Health Minister announces booster shots for the immunocompromised and signals incoming advice on third doses for the wider population, as Guild awaits detail on pharmacy’s role
From this week, Australians who are severely immunocompromised will be offered the option to receive a third COVID-19 vaccine dose to boost their protection to the highest level, said Health Minister Greg Hunt on Friday.
The move follows advice from the Australian Technical Advisory Group on Immunisation (ATAGI) and other leading vaccination and health experts, backed by latest research.
“Australians who are severely immunocompromised may have a decreased immune response to a COVID-19 vaccination and be more at risk from severe COVID-19. An additional booster dose for this specific cohort will ensure they continue to be protected,” Minister Hunt said.
“If you or someone in your family are severely immunocompromised, we encourage you to reach out to your GP or specialist to discuss whether an additional dose is required.”
The recommended interval for the third dose is two to six months after their second dose of vaccine. ATAGI’s advice is that an mRNA vaccine (Pfizer or Moderna) is the preferred option for a third dose.
Australians who are mildly to moderately immunocompromised are not currently recommended by ATAGI to have a third dose at this stage.
The Pharmacy Guild of Australia told AJP that it is “awaiting further detail” on whether pharmacy would play a role in delivering booster shots.
The Government said it expects to receive advice from the TGA and ATAGI within the coming weeks about the administration of booster doses for the general population, the Guild pointed out.
“We’re planning on booster shots being available for everybody,” said Minister Hunt on Monday.
“There are probably three parts to the equation. One is the supply. We have over 150 million doses available for the next year and beyond.
“Two is the logistics, we have a system which is doing that. Three is the medical science,” he said, as the Government awaits expert advice.
Minister Hunt confirmed: “ATAGI or the Technical Advisory Group will provide advice by the end of October on the national program.
“We have over 150 million vaccines that are secured for the future, and so we’re able to implement that on the timeframe and with the urgency and immediacy that is suggested by ATAGI, if and when they provide that, but we’re expecting that before the end of October.”
Booster doses are can optimise protection due to waning of immunity over time. This could help reduce the amount of breakthrough infections and deaths among the vaccinated.

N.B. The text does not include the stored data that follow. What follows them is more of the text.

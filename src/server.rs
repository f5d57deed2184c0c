//! HTTP ingestion endpoint.
//!
//! Exposes the Memory Store to scanning agents and dashboards as a JSON API.
//!
//! # Endpoints
//!
//! | Method | Path | Description |
//! |--------|------|-------------|
//! | `POST`   | `/store` | Store a batch of blocks |
//! | `POST`   | `/check-hashes` | Report which hashes are already stored |
//! | `GET`    | `/memories` | Search records (`search`, `tags`, `since`, `limit`) |
//! | `GET`    | `/memories/{id}` | Fetch one record |
//! | `DELETE` | `/memories/{id}` | Delete one record |
//! | `DELETE` | `/memories` | Delete every record |
//! | `GET`    | `/stats` | Aggregate statistics |
//! | `GET`    | `/health` | Liveness and record count |
//!
//! # Error Contract
//!
//! ```json
//! { "error": { "code": "bad_request", "message": "invalid request: blocks must be an array" } }
//! ```
//!
//! Error codes: `bad_request` (400), `not_found` (404), `internal` (500).
//!
//! # CORS
//!
//! All origins, methods, and headers are permitted; scanning agents run
//! inside arbitrary pages and call the endpoint cross-origin.

use axum::{
    extract::{rejection::JsonRejection, Path, Query, State},
    http::StatusCode,
    response::{IntoResponse, Response},
    routing::{get, post},
    Json, Router,
};
use serde::{Deserialize, Serialize};
use std::sync::Arc;
use tower_http::cors::{Any, CorsLayer};

use mcp_memory_core::models::{Record, SearchCriteria, StoreStats};
use mcp_memory_core::search::parse_since;

use crate::config::Config;
use crate::ingest::{
    CheckHashesRequest, CheckHashesResponse, IngestService, StoreRequest, StoreResponse,
};
use crate::memory_store::MemoryStore;

/// Shared state handed to every handler.
#[derive(Clone)]
struct AppState {
    ingest: IngestService,
    max_limit: usize,
}

/// Open the configured store and serve until the process is terminated.
///
/// A corrupt store file stops startup here with an error.
pub async fn run_server(config: &Config) -> anyhow::Result<()> {
    let store = Arc::new(MemoryStore::open(config).await?);
    serve(config, store).await
}

/// Serve an already-open store on `[server].bind`.
pub async fn serve(config: &Config, store: Arc<MemoryStore>) -> anyhow::Result<()> {
    let bind_addr = config.server.bind.clone();
    let app = router(store, config.search.max_limit);

    let listener = tokio::net::TcpListener::bind(&bind_addr).await?;
    tracing::info!(bind = %bind_addr, "ingestion endpoint listening");
    println!("Ingestion endpoint listening on http://{}", bind_addr);

    axum::serve(listener, app).await?;
    Ok(())
}

/// Build the router; exposed so tests can mount it without binding.
pub fn router(store: Arc<MemoryStore>, max_limit: usize) -> Router {
    let state = AppState {
        ingest: IngestService::new(store),
        max_limit,
    };

    let cors = CorsLayer::new()
        .allow_origin(Any)
        .allow_methods(Any)
        .allow_headers(Any);

    Router::new()
        .route("/store", post(handle_store))
        .route("/check-hashes", post(handle_check_hashes))
        .route(
            "/memories",
            get(handle_list_memories).delete(handle_clear_memories),
        )
        .route(
            "/memories/{id}",
            get(handle_get_memory).delete(handle_delete_memory),
        )
        .route("/stats", get(handle_stats))
        .route("/health", get(handle_health))
        .layer(cors)
        .with_state(state)
}

// ============ Error response ============

#[derive(Serialize)]
struct ErrorBody {
    error: ErrorDetail,
}

#[derive(Serialize)]
struct ErrorDetail {
    code: String,
    message: String,
}

/// Internal error type that converts into an Axum HTTP response.
struct AppError {
    status: StatusCode,
    code: String,
    message: String,
}

impl IntoResponse for AppError {
    fn into_response(self) -> Response {
        let body = ErrorBody {
            error: ErrorDetail {
                code: self.code,
                message: self.message,
            },
        };
        (self.status, Json(body)).into_response()
    }
}

fn bad_request(message: impl Into<String>) -> AppError {
    AppError {
        status: StatusCode::BAD_REQUEST,
        code: "bad_request".to_string(),
        message: message.into(),
    }
}

fn not_found(message: impl Into<String>) -> AppError {
    AppError {
        status: StatusCode::NOT_FOUND,
        code: "not_found".to_string(),
        message: message.into(),
    }
}

fn internal(err: anyhow::Error) -> AppError {
    tracing::error!(error = %format!("{:#}", err), "request failed");
    AppError {
        status: StatusCode::INTERNAL_SERVER_ERROR,
        code: "internal".to_string(),
        message: format!("{:#}", err),
    }
}

fn json_body(body: Result<Json<serde_json::Value>, JsonRejection>) -> Result<serde_json::Value, AppError> {
    body.map(|Json(v)| v)
        .map_err(|rejection| bad_request(format!("invalid JSON body: {}", rejection.body_text())))
}

// ============ POST /store ============

async fn handle_store(
    State(state): State<AppState>,
    body: Result<Json<serde_json::Value>, JsonRejection>,
) -> Result<Json<StoreResponse>, AppError> {
    let request =
        StoreRequest::from_json(json_body(body)?).map_err(|e| bad_request(format!("{:#}", e)))?;
    let source = request.metadata.into_source();

    let response = state
        .ingest
        .store_batch(&request.blocks, source)
        .await
        .map_err(internal)?;
    Ok(Json(response))
}

// ============ POST /check-hashes ============

async fn handle_check_hashes(
    State(state): State<AppState>,
    body: Result<Json<serde_json::Value>, JsonRejection>,
) -> Result<Json<CheckHashesResponse>, AppError> {
    let request = CheckHashesRequest::from_json(json_body(body)?)
        .map_err(|e| bad_request(format!("{:#}", e)))?;
    Ok(Json(state.ingest.check_hashes(&request.hashes).await))
}

// ============ GET /memories ============

/// Query string for `GET /memories`. Values arrive as strings so parse
/// failures can be reported in the JSON error format.
#[derive(Debug, Deserialize)]
struct MemoriesQuery {
    search: Option<String>,
    /// Comma-separated tag list.
    tags: Option<String>,
    since: Option<String>,
    limit: Option<String>,
}

#[derive(Serialize)]
struct MemoriesResponse {
    results: Vec<Record>,
    /// Records in the store.
    total: usize,
    /// Records matching the criteria before the limit was applied.
    filtered: usize,
}

fn criteria_from_query(query: MemoriesQuery, max_limit: usize) -> Result<SearchCriteria, AppError> {
    let since = match query.since.as_deref().map(str::trim) {
        Some(s) if !s.is_empty() => Some(parse_since(s).map_err(|e| bad_request(e.to_string()))?),
        _ => None,
    };

    let limit = match query.limit.as_deref().map(str::trim) {
        Some(s) if !s.is_empty() => {
            let n: usize = s
                .parse()
                .map_err(|_| bad_request(format!("invalid limit: '{}'", s)))?;
            if n == 0 {
                return Err(bad_request("limit must be >= 1"));
            }
            Some(n.min(max_limit))
        }
        _ => None,
    };

    let tags = query
        .tags
        .map(|t| {
            t.split(',')
                .map(|s| s.trim().to_string())
                .filter(|s| !s.is_empty())
                .collect()
        })
        .unwrap_or_default();

    Ok(SearchCriteria {
        text: query.search,
        tags,
        since,
        limit,
    })
}

async fn handle_list_memories(
    State(state): State<AppState>,
    Query(query): Query<MemoriesQuery>,
) -> Result<Json<MemoriesResponse>, AppError> {
    let criteria = criteria_from_query(query, state.max_limit)?;
    let store = state.ingest.store();
    let outcome = store.search(&criteria).await;
    Ok(Json(MemoriesResponse {
        results: outcome.results,
        total: store.len().await,
        filtered: outcome.filtered,
    }))
}

// ============ GET/DELETE /memories/{id} ============

async fn handle_get_memory(
    State(state): State<AppState>,
    Path(id): Path<String>,
) -> Result<Json<Record>, AppError> {
    state
        .ingest
        .store()
        .get(&id)
        .await
        .map(Json)
        .ok_or_else(|| not_found(format!("memory not found: {}", id)))
}

#[derive(Serialize)]
struct DeleteResponse {
    deleted: bool,
}

async fn handle_delete_memory(
    State(state): State<AppState>,
    Path(id): Path<String>,
) -> Result<Json<DeleteResponse>, AppError> {
    let deleted = state.ingest.store().delete(&id).await.map_err(internal)?;
    if !deleted {
        return Err(not_found(format!("memory not found: {}", id)));
    }
    tracing::info!(id = %id, "memory deleted");
    Ok(Json(DeleteResponse { deleted }))
}

// ============ DELETE /memories ============

#[derive(Serialize)]
struct ClearResponse {
    cleared: usize,
}

async fn handle_clear_memories(
    State(state): State<AppState>,
) -> Result<Json<ClearResponse>, AppError> {
    let cleared = state.ingest.store().clear().await.map_err(internal)?;
    tracing::info!(cleared, "memories cleared");
    Ok(Json(ClearResponse { cleared }))
}

// ============ GET /stats ============

async fn handle_stats(State(state): State<AppState>) -> Json<StoreStats> {
    Json(state.ingest.store().stats().await)
}

// ============ GET /health ============

#[derive(Serialize)]
#[serde(rename_all = "camelCase")]
struct HealthResponse {
    status: String,
    memory_count: usize,
    timestamp: String,
}

async fn handle_health(State(state): State<AppState>) -> Json<HealthResponse> {
    Json(HealthResponse {
        status: "ok".to_string(),
        memory_count: state.ingest.store().len().await,
        timestamp: chrono::Utc::now().to_rfc3339(),
    })
}

#[cfg(test)]
mod tests {
    use super::*;

    fn query(search: Option<&str>, tags: Option<&str>, since: Option<&str>, limit: Option<&str>) -> MemoriesQuery {
        MemoriesQuery {
            search: search.map(String::from),
            tags: tags.map(String::from),
            since: since.map(String::from),
            limit: limit.map(String::from),
        }
    }

    #[test]
    fn test_criteria_parsing() {
        let c = criteria_from_query(query(Some("rust"), Some("code, todo,,"), Some("2024-01-01"), Some("5")), 100)
            .ok()
            .unwrap();
        assert_eq!(c.text.as_deref(), Some("rust"));
        assert_eq!(c.tags, vec!["code", "todo"]);
        assert!(c.since.is_some());
        assert_eq!(c.limit, Some(5));
    }

    #[test]
    fn test_limit_clamped_to_max() {
        let c = criteria_from_query(query(None, None, None, Some("5000")), 100)
            .ok()
            .unwrap();
        assert_eq!(c.limit, Some(100));
    }

    #[test]
    fn test_invalid_values_rejected() {
        assert!(criteria_from_query(query(None, None, Some("last week"), None), 100).is_err());
        assert!(criteria_from_query(query(None, None, None, Some("ten")), 100).is_err());
        assert!(criteria_from_query(query(None, None, None, Some("0")), 100).is_err());
    }

    #[test]
    fn test_empty_values_ignored() {
        let c = criteria_from_query(query(Some(""), Some(""), Some(""), Some("")), 100)
            .ok()
            .unwrap();
        assert!(c.tags.is_empty());
        assert!(c.since.is_none());
        assert!(c.limit.is_none());
    }
}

A large recent analysis has found that in England between 2 January and 2 July 2021, there were 256 deaths from breakthrough infections among the 51,281 who died with COVID-19.
This means just 0.5% of all deaths from COVID-19 during that time period were breakthrough deaths in the fully vaccinated. By comparison, unvaccinated individuals made up 76% of COVID-19 deaths.
The remaining deaths were in people who had only received one dose of vaccine, or who had received two but been infected prior to vaccination or 14 days elapsing post-second dose. The median age of breakthrough deaths was 84.
However the characteristics of breakthrough deaths can reflect the characteristics of the population that is more likely to be double vaccinated as well as having an increased risk of a breakthrough death, and numbers are relatively low and should therefore be interpreted with caution, the researchers said.
The Office for National Statistics found 13.1% of breakthrough deaths occurred in people who were identified as likely to be immunocompromised.